Pour cette dernière session du pôle Poésie, lecture-rencontre sur le Campus du Tertre de Nantes, les étudiants nantais ont pu partager deux heures avec une figure incontournable de la littérature française, Jacques Roubaud, professeur de mathématiques et créateur de poésie.
Il est l’auteur d’une oeuvre à l’image de son intelligence, polymorphe et systémique. Son œuvre foisonnante, ramifiée et structurée est le fruit d’une exploration constructive sans cesse en cours dont les limites sont celles de l’esprit marcheur. En témoigne le titre d’un de ses premiers ouvrages « Morphismes rationnels et algébriques dans les types d’A-algèbres discrètes à une dimension ».
Une facette parmi d’autres
Jacques Roubaud joue avec les casquettes qu’on lui prête. Tour à tour spécialiste de la littérature médiévale, traducteur du japonais ancien et de l’anglais moderne, pilier de l’Ouvroir de Littérature Potentielle (l’Oulipo), docteur en mathématique et en littérature, compilateur de milliers de sonnets –les siens et ceux des autres et beaucoup d’autres choses, il est l’auteur de plus de 50 ouvrages.
A chacun des ses livres, il s’impose une nouvelle contrainte, un nouveau modèle qui sert de terreau fertile à l’expression d’une sensibilité aux choses.

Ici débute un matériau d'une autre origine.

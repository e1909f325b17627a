//! # 리딤 서비스 — 코드별 상태 머신
//!
//! 코드 식별자 하나의 생애는 세 상태를 가집니다:
//!
//! ```text
//! UNSEEN ──(첫 ensure/스캔)──▶ AVAILABLE ──(첫 확인)──▶ REDEEMED ──(재확인)──▶ REDEEMED
//!  기록 없음                    scanCount == 0            scanCount >= 1
//! ```
//!
//! - `UNSEEN → AVAILABLE`: QR 발급 또는 첫 스캔 확인 시 암묵적으로 전이 (횟수 0 생성)
//! - `AVAILABLE → REDEEMED`: 횟수 0에서의 확인 — "리딤 성공"을 보고하고 1로 증가
//! - `REDEEMED → REDEEMED`: 이후의 모든 확인 — "이미 사용됨"을 보고하지만
//!   횟수는 계속 증가합니다. 횟수는 성공한 리딤 수가 아니라 **총 확인 시도 수**입니다.
//!   (의도된 동작 — 같은 쿠폰을 몇 번이나 다시 스캔했는지가 운영 지표가 됩니다)
//!
//! 종료 상태는 없습니다: 기록은 영구히 남고 스캔도 계속 받습니다.

use crate::error::AppError;
use crate::models::CheckScanResponse;
use crate::store::ScanStore;

/// 코드 한 건의 리딤 여부를 확인하고 스캔을 기록합니다.
///
/// 저장소의 `record_scan` 한 번으로 "생성 + 증가 + 영속화"가 잠금 한 번
/// 안에서 끝나므로, 증가 후의 횟수만 보고 전이를 판정할 수 있습니다:
/// 갱신된 횟수가 1이면 이 확인이 첫 스캔(AVAILABLE → REDEEMED)입니다.
///
/// 호출 전제: `code`는 비어 있지 않습니다. (누락/빈 값 검사는
/// 엔드포인트마다 에러 메시지가 다르므로 핸들러가 수행합니다)
/// 코드는 받은 그대로 키로 사용합니다 — 정규화는 발급 시점에 끝났고,
/// 정식 스캔 URL에는 이미 정규화된 식별자가 들어 있습니다.
pub async fn check_scan(store: &ScanStore, code: &str) -> Result<CheckScanResponse, AppError> {
    let scan_count = store.record_scan(code).await?;

    let message = if scan_count == 1 {
        // 첫 스캔: 리딤 성공
        format!("✅ Offer redeemed successfully for {}", code)
    } else {
        // 두 번째부터: 이미 사용된 코드
        "❌ Offer already redeemed.".to_string()
    };

    Ok(CheckScanResponse {
        message,
        scan_count,
    })
}
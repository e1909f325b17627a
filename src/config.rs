//! # 애플리케이션 설정(Configuration) 모듈
//!
//! 환경변수에서 서버 설정값을 읽어오는 모듈입니다.
//! `.env` 파일이나 시스템 환경변수에서 값을 가져옵니다.
//!
//! 설정 항목:
//! - `HOST`: 서버 바인딩 주소
//! - `PORT`: 서버 포트 번호
//! - `PUBLIC_URL`: 스캔 URL에 들어가는 외부 공개 주소 (배포 도메인)
//! - `SCAN_COUNTS_PATH`: 스캔 카운트 JSON 파일 경로

// std::env: Rust 표준 라이브러리의 환경변수 모듈
use std::env;

// #[derive(...)]: 자동으로 트레이트 구현을 생성하는 **derive 매크로**
// - Debug: {:?} 포맷으로 출력 가능 (디버깅용 문자열 표현)
// - Clone: .clone() 메서드로 값을 복제 가능
#[derive(Debug, Clone)]
/// 애플리케이션 전체 설정을 담는 구조체
///
/// 서버 시작 시 환경변수에서 한 번 읽어온 후,
/// 애플리케이션 전체에서 공유됩니다.
pub struct Config {
    /// 서버가 바인딩할 호스트 주소 (기본값: "0.0.0.0")
    pub host: String,
    /// 서버 포트 번호 (기본값: 3000)
    /// u16: 0~65535 범위의 부호 없는 16비트 정수. 포트 번호에 딱 맞는 타입입니다.
    pub port: u16,
    /// QR 코드에 인코딩되는 스캔 URL의 베이스 주소
    /// (예: "https://qroffer.example.com" — 뒤에 /scan-qr?code=... 가 붙습니다)
    /// 바인딩 주소와 별개인 이유: 배포 환경에서는 리버스 프록시 뒤에서 동작하므로
    /// 외부에 공개되는 도메인과 실제 바인딩 주소가 다릅니다.
    pub public_url: String,
    /// 스캔 카운트가 저장되는 JSON 파일 경로 (기본값: "data/scan_counts.json")
    pub scan_counts_path: String,
}

// impl: 구조체에 메서드를 추가하는 블록
impl Config {
    /// 환경변수에서 설정값을 읽어 Config 인스턴스를 생성합니다.
    ///
    /// 모든 설정에 기본값이 있으므로 이 함수는 실패하지 않습니다.
    /// (필수 환경변수가 없는 서비스 — DB 주소도, 비밀키도 필요 없습니다)
    pub fn from_env() -> Self {
        let host = env::var("HOST").unwrap_or_else(|_| "0.0.0.0".to_string());

        // 포트 번호는 문자열 → 숫자 변환이 필요합니다.
        // .parse(): 문자열을 다른 타입으로 파싱. 여기서는 u16으로 변환합니다.
        // .unwrap_or(3000): 파싱 실패 시 기본값 3000 사용
        let port: u16 = env::var("PORT")
            .unwrap_or_else(|_| "3000".to_string())
            .parse()        // "3000" → 3000u16
            .unwrap_or(3000); // 파싱 실패 시 기본값

        Self {
            // unwrap_or_else(|_| ...): Result가 Err일 때 실행할 클로저(익명 함수)를 지정합니다.
            // |_|: 클로저의 매개변수. `_`는 "이 값은 사용하지 않겠다"는 의미입니다.
            // PUBLIC_URL이 없으면 로컬 개발용으로 바인딩 포트 기준 주소를 만듭니다.
            public_url: env::var("PUBLIC_URL")
                .unwrap_or_else(|_| format!("http://localhost:{}", port)),
            scan_counts_path: env::var("SCAN_COUNTS_PATH")
                .unwrap_or_else(|_| "data/scan_counts.json".to_string()),
            host,
            port,
        }
    }
}
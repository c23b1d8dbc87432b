// Microphone capture via cpal.
//
// The cpal stream handle is not Send, so it lives on a dedicated thread for
// the lifetime of the capture. The audio callback converts device samples to
// 16-bit PCM, slices them into fixed-duration chunks, and hands them to the
// pipeline over a bounded channel. The callback must never block: on channel
// overflow chunks are dropped and counted instead.

use anyhow::{anyhow, Context, Result};
use cpal::traits::{DeviceTrait, HostTrait, StreamTrait};
use cpal::{SampleFormat, SampleRate, StreamConfig};
use std::sync::atomic::{AtomicBool, AtomicU64, Ordering};
use std::sync::{Arc, Mutex};
use std::time::Duration;
use tokio::sync::mpsc;
use tracing::{error, info, warn};

use super::source::{AudioCapture, AudioChunk, CaptureConfig};
use crate::error::RelayError;

const CHUNK_CHANNEL_CAPACITY: usize = 256;

pub struct MicCapture {
    config: CaptureConfig,
    running: Arc<AtomicBool>,
    dropped_chunks: Arc<AtomicU64>,
    /// First stream failure, if any; reported from stop()
    failure: Arc<Mutex<Option<String>>>,
    thread: Option<std::thread::JoinHandle<()>>,
}

impl MicCapture {
    pub fn new(config: CaptureConfig) -> Self {
        Self {
            config,
            running: Arc::new(AtomicBool::new(false)),
            dropped_chunks: Arc::new(AtomicU64::new(0)),
            failure: Arc::new(Mutex::new(None)),
            thread: None,
        }
    }

    /// Chunks dropped because the pipeline fell behind
    pub fn dropped_chunks(&self) -> u64 {
        self.dropped_chunks.load(Ordering::Relaxed)
    }
}

#[async_trait::async_trait]
impl AudioCapture for MicCapture {
    async fn start(&mut self) -> Result<mpsc::Receiver<AudioChunk>> {
        if self.running.load(Ordering::SeqCst) {
            anyhow::bail!("microphone capture already started");
        }

        let (tx, rx) = mpsc::channel(CHUNK_CHANNEL_CAPACITY);
        let (ready_tx, ready_rx) = std::sync::mpsc::channel::<Result<(), String>>();

        self.running.store(true, Ordering::SeqCst);
        let running = Arc::clone(&self.running);
        let dropped = Arc::clone(&self.dropped_chunks);
        let failure = Arc::clone(&self.failure);
        let config = self.config.clone();

        // The stream handle is !Send, so the whole device lifecycle runs on
        // this thread and the handle is kept alive until stop().
        let thread = std::thread::spawn(move || {
            let stream = match build_input_stream(
                &config,
                tx,
                dropped,
                Arc::clone(&running),
                Arc::clone(&failure),
            ) {
                Ok(stream) => {
                    let _ = ready_tx.send(Ok(()));
                    stream
                }
                Err(e) => {
                    let _ = ready_tx.send(Err(e.to_string()));
                    return;
                }
            };

            if let Err(e) = stream.play() {
                error!("Failed to start microphone stream: {}", e);
                record_failure(&failure, e.to_string());
                running.store(false, Ordering::SeqCst);
            }

            while running.load(Ordering::SeqCst) {
                std::thread::sleep(Duration::from_millis(50));
            }
            // Stream (and the chunk sender inside its callback) drop here,
            // closing the channel.
        });

        // Wait for the stream to come up before reporting success
        let ready = tokio::task::spawn_blocking(move || ready_rx.recv())
            .await
            .context("capture thread setup task failed")?
            .context("capture thread exited before reporting readiness")?;

        if let Err(msg) = ready {
            self.running.store(false, Ordering::SeqCst);
            let _ = thread.join();
            return Err(anyhow!("failed to open microphone: {}", msg));
        }

        self.thread = Some(thread);
        info!(
            "Microphone capture started: {}Hz, {} channels, {}ms chunks",
            self.config.sample_rate, self.config.channels, self.config.chunk_ms
        );

        Ok(rx)
    }

    async fn stop(&mut self) -> Result<()> {
        self.running.store(false, Ordering::SeqCst);

        if let Some(thread) = self.thread.take() {
            let _ = tokio::task::spawn_blocking(move || thread.join()).await;
        }

        let dropped = self.dropped_chunks.load(Ordering::Relaxed);
        if dropped > 0 {
            warn!("Microphone capture dropped {} chunks on overflow", dropped);
        }

        // A stream failure closed the chunk channel exactly like normal end
        // of input did; this is where the caller learns the difference.
        let failure = self.failure.lock().map(|mut f| f.take()).unwrap_or(None);
        if let Some(msg) = failure {
            return Err(RelayError::Capture(msg).into());
        }

        info!("Microphone capture stopped");
        Ok(())
    }

    fn is_capturing(&self) -> bool {
        self.running.load(Ordering::SeqCst)
    }

    fn name(&self) -> &str {
        "microphone"
    }
}

fn record_failure(failure: &Mutex<Option<String>>, msg: String) {
    if let Ok(mut slot) = failure.lock() {
        // Keep the first failure; later ones are consequences of it
        slot.get_or_insert(msg);
    }
}

fn build_input_stream(
    config: &CaptureConfig,
    tx: mpsc::Sender<AudioChunk>,
    dropped: Arc<AtomicU64>,
    running: Arc<AtomicBool>,
    failure: Arc<Mutex<Option<String>>>,
) -> Result<cpal::Stream> {
    let host = cpal::default_host();
    let device = host
        .default_input_device()
        .context("no default input device available")?;

    info!(
        "Using input device: {}",
        device.name().unwrap_or_else(|_| "unknown".to_string())
    );

    let sample_format = device
        .default_input_config()
        .context("failed to query default input config")?
        .sample_format();

    let stream_config = StreamConfig {
        channels: config.channels,
        sample_rate: SampleRate(config.sample_rate),
        buffer_size: cpal::BufferSize::Default,
    };

    let chunker = Chunker::new(config.chunk_samples(), tx, dropped);

    // Capture stream errors are fatal to the pipeline: record the failure and
    // flag the thread down so the chunk channel closes, the manager drains,
    // and stop() reports the error.
    let err_running = running;
    let err_callback = move |err: cpal::StreamError| {
        error!("Microphone stream error: {}", err);
        record_failure(&failure, err.to_string());
        err_running.store(false, Ordering::SeqCst);
    };

    let stream = match sample_format {
        SampleFormat::I16 => {
            let mut chunker = chunker;
            device.build_input_stream(
                &stream_config,
                move |data: &[i16], _: &cpal::InputCallbackInfo| {
                    chunker.push(data);
                },
                err_callback,
                None,
            )?
        }
        SampleFormat::F32 => {
            let mut chunker = chunker;
            device.build_input_stream(
                &stream_config,
                move |data: &[f32], _: &cpal::InputCallbackInfo| {
                    let samples: Vec<i16> = data
                        .iter()
                        .map(|&s| (s.clamp(-1.0, 1.0) * i16::MAX as f32) as i16)
                        .collect();
                    chunker.push(&samples);
                },
                err_callback,
                None,
            )?
        }
        other => anyhow::bail!("unsupported input sample format: {:?}", other),
    };

    Ok(stream)
}

/// Accumulates callback samples into fixed-size chunks
struct Chunker {
    chunk_samples: usize,
    pending: Vec<i16>,
    tx: mpsc::Sender<AudioChunk>,
    dropped: Arc<AtomicU64>,
}

impl Chunker {
    fn new(chunk_samples: usize, tx: mpsc::Sender<AudioChunk>, dropped: Arc<AtomicU64>) -> Self {
        Self {
            chunk_samples,
            pending: Vec::with_capacity(chunk_samples),
            tx,
            dropped,
        }
    }

    fn push(&mut self, samples: &[i16]) {
        self.pending.extend_from_slice(samples);

        while self.pending.len() >= self.chunk_samples {
            let rest = self.pending.split_off(self.chunk_samples);
            let chunk = AudioChunk::from_samples(&self.pending);
            self.pending = rest;

            // Audio callback: must not block. Overflow drops the chunk.
            if self.tx.try_send(chunk).is_err() {
                self.dropped.fetch_add(1, Ordering::Relaxed);
            }
        }
    }
}

#[cfg(test)]
mod tests {
    use super::*;

    #[test]
    fn test_chunker_emits_fixed_size_chunks() {
        let (tx, mut rx) = mpsc::channel(8);
        let dropped = Arc::new(AtomicU64::new(0));
        let mut chunker = Chunker::new(4, tx, Arc::clone(&dropped));

        chunker.push(&[1, 2, 3]);
        assert!(rx.try_recv().is_err());

        chunker.push(&[4, 5]);
        let chunk = rx.try_recv().unwrap();
        assert_eq!(chunk, AudioChunk::from_samples(&[1, 2, 3, 4]));
        assert_eq!(chunker.pending, vec![5]);
        assert_eq!(dropped.load(Ordering::Relaxed), 0);
    }

    #[test]
    fn test_chunker_counts_drops_on_overflow() {
        let (tx, rx) = mpsc::channel(1);
        let dropped = Arc::new(AtomicU64::new(0));
        let mut chunker = Chunker::new(2, tx, Arc::clone(&dropped));

        chunker.push(&[1, 2, 3, 4, 5, 6]);
        // Capacity 1: first chunk queued, the next two dropped
        assert_eq!(dropped.load(Ordering::Relaxed), 2);
        drop(rx);
    }

    #[test]
    fn test_chunker_tolerates_closed_receiver() {
        let (tx, rx) = mpsc::channel(1);
        drop(rx);
        let dropped = Arc::new(AtomicU64::new(0));
        let mut chunker = Chunker::new(2, tx, Arc::clone(&dropped));

        chunker.push(&[1, 2]);
        assert_eq!(dropped.load(Ordering::Relaxed), 1);
    }

    #[tokio::test]
    async fn test_stop_surfaces_stream_failure() {
        let mut capture = MicCapture::new(CaptureConfig::default());
        record_failure(&capture.failure, "device disconnected".to_string());

        let err = capture.stop().await.unwrap_err();
        assert!(matches!(
            err.downcast_ref::<RelayError>(),
            Some(RelayError::Capture(msg)) if msg == "device disconnected"
        ));
    }

    #[tokio::test]
    async fn test_stop_without_failure_is_clean() {
        let mut capture = MicCapture::new(CaptureConfig::default());
        assert!(capture.stop().await.is_ok());
    }

    #[test]
    fn test_record_failure_keeps_first_error() {
        let failure = Mutex::new(None);
        record_failure(&failure, "first".to_string());
        record_failure(&failure, "second".to_string());
        assert_eq!(failure.lock().unwrap().as_deref(), Some("first"));
    }
}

Quelques balises. « Elément » croise le jeu de Go et des enchevêtrements fractal de sonnets, c’était en 1967. Les six volumes du Grand Incendie de Londres, qualifiés de « prose de la mémoire » s’étendent de 1989 à 2009 . On pourrait citer aussi La Belle Hortense, immense pseudo-roman, Quelque-chose noir, Boucle et tant d’autres.
Contraintes de l’écriture
A vrai dire, Jacques Roubaud n’est pas le premier à être à la fois mathématicien et poète. Yves Bonnefoy, qui fut son directeur de thèse, mais aussi Eugène Guillevic, ou, au 16°s, Jacques Pelletier du Mans, Leibniz ou Descartes cumulaient également les rôles.
Mais la poésie ne jouit pas d’une bonne réputation, quand elle ne souffre pas d’une absence de réputation tout court. Alors, un poète-mathématicien, quel ennui !
Pas d’inquiétude : chez Jacques Roubaud la contrainte de l’écriture en vers ou en proses crée des images et du sens, certes, mais ce sont bien la mémoire, la sensibilité, la subjectivité, le sentiment, et parfois l’indicible douleur qui sont le fluide vital ses livres.
Une conception rationnelle
Chaque pan de l’œuvre de Jacques Roubaud s’établit au croisement d’un enchâssement rigoureux de structures et d’une subjectivité alimenté par les mouvements de la mémoire.